At a recent community event, the keynote speaker addressed our responsibility to reach out to young people and make them feel welcome.
“Our youth are important. We need you,” she insisted. “You are our future.”
Unfortunately, no young people were in the audience to hear her message.
We must do more than tell young people they are welcome in our communities. We must invite them. We must involve them. We must ask for their input. We must listen. We must give them a reason to stay.
Several years ago, the president of the church council walked into my office. I was director of youth ministry. He explained the council wanted to more fully involve youth in the life of the church.
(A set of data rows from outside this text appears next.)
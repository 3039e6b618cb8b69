//! Listing domain model and payload shape.

use chrono::{DateTime, Utc};
use serde::Serialize;

use tradepost_core::{Condition, ItemId, ItemStatus, Price, UserId};

/// A marketplace listing.
#[derive(Debug, Clone)]
pub struct Item {
    pub id: ItemId,
    pub seller_id: UserId,
    pub name: String,
    pub price: Price,
    pub description: String,
    /// 1-10 durable image URLs, in upload order.
    pub images: Vec<String>,
    pub category: String,
    pub sub_category: String,
    pub location: Option<String>,
    pub condition: Option<Condition>,
    pub status: ItemStatus,
    pub views: i64,
    pub created_at: DateTime<Utc>,
    pub updated_at: DateTime<Utc>,
}

impl Item {
    /// Whether the listing counts as approved (derived from status).
    #[must_use]
    pub const fn is_approved(&self) -> bool {
        self.status.is_approved()
    }
}

/// Fields required to create a listing. Status always starts at `PENDING`.
#[derive(Debug, Clone)]
pub struct NewItem {
    pub seller_id: UserId,
    pub name: String,
    pub price: Price,
    pub description: String,
    pub images: Vec<String>,
    pub category: String,
    pub sub_category: String,
    pub location: Option<String>,
    pub condition: Option<Condition>,
}

/// Wire shape of a listing in JSON responses.
///
/// `isApproved` is derived from `status` at this boundary; it is not a stored
/// field, so the two can never disagree.
#[derive(Debug, Clone, Serialize)]
#[serde(rename_all = "camelCase")]
pub struct ItemPayload {
    pub id: ItemId,
    pub seller_id: UserId,
    pub item_name: String,
    pub item_price: Price,
    pub item_description: String,
    pub item_images: Vec<String>,
    pub item_category: String,
    pub item_sub_category: String,
    #[serde(skip_serializing_if = "Option::is_none")]
    pub location: Option<String>,
    #[serde(skip_serializing_if = "Option::is_none")]
    pub condition: Option<Condition>,
    pub is_approved: bool,
    pub status: ItemStatus,
    pub views: i64,
    pub created_at: DateTime<Utc>,
    pub updated_at: DateTime<Utc>,
}

impl From<Item> for ItemPayload {
    fn from(item: Item) -> Self {
        Self {
            id: item.id,
            seller_id: item.seller_id,
            is_approved: item.status.is_approved(),
            item_name: item.name,
            item_price: item.price,
            item_description: item.description,
            item_images: item.images,
            item_category: item.category,
            item_sub_category: item.sub_category,
            location: item.location,
            condition: item.condition,
            status: item.status,
            views: item.views,
            created_at: item.created_at,
            updated_at: item.updated_at,
        }
    }
}
//! Tradepost CLI - Database migrations and management tools.
//!
//! # Usage
//!
//! ```bash
//! # Run database migrations
//! tp-cli migrate
//!
//! # Ensure the configured super-admin account exists (same routine the
//! # server runs at startup, usable out-of-band)
//! tp-cli super-admin ensure
//! ```
//!
//! # Commands
//!
//! - `migrate` - Run database migrations
//! - `super-admin ensure` - Idempotently create the super-admin account

#![cfg_attr(not(test), forbid(unsafe_code))]

use clap::{Parser, Subcommand};

mod commands;

#[derive(Parser)]
#[command(name = "tp-cli")]
#[command(author, version, about = "Tradepost CLI tools")]
struct Cli {
    #[command(subcommand)]
    command: Commands,
}

#[derive(Subcommand)]
enum Commands {
    /// Run database migrations
    Migrate,
    /// Manage the super-admin account
    SuperAdmin {
        #[command(subcommand)]
        action: SuperAdminAction,
    },
}

#[derive(Subcommand)]
enum SuperAdminAction {
    /// Idempotently create the configured super-admin account
    Ensure,
}

#[tokio::main]
async fn main() -> Result<(), commands::CliError> {
    tracing_subscriber::fmt()
        .with_env_filter(
            tracing_subscriber::EnvFilter::try_from_default_env()
                .unwrap_or_else(|_| "tp_cli=info,tradepost_api=info".into()),
        )
        .init();

    let cli = Cli::parse();

    match cli.command {
        Commands::Migrate => commands::migrate::run().await,
        Commands::SuperAdmin {
            action: SuperAdminAction::Ensure,
        } => commands::super_admin::ensure().await,
    }
}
And he had a plan about how to do it.
“Our annual church picnic is coming up,” he explained. “We want to invite our youth to be part of the event.”
The council wanted me to implement their plan and the youth to execute it.
“The youth can plan the service and fill all of the ministry roles,” he continued.
“Like preach the message?” I asked. “Or lead the singing?”
“Of course, not. They can pass out programs,” he said. “They can stack chairs after the service, set up picnic tables, serve food to everybody in attendance, and clean up after everyone goes home.”
“That’s a great idea!” I replied. “But you know who I’m worried about? Our elderly adults.”
“What do you mean?” he asked.
“Why don’t we ask our elderly church members to set up the chairs and tables, prepare the meal for everyone, serve the food, and clean up after everyone goes home?”
“They don’t want to do that!” he exclaimed.
“Then, why would the young people want to do it?” I asked.
There is a difference between community service and menial labor.
Preparation for special events ideally involves all members of a community – including the youth. However, it’s not the best tactical plan if you want to get teens through the front door.
Successful service projects flow from relationships already established between youth and adults.
If you host a party, you don’t ask guests to prepare the meal and clean up when the party’s over. You invite them to sit in the best seats. You initiate conversations with them. You listen. You express how genuinely interested you are in them. You introduce them to other guests.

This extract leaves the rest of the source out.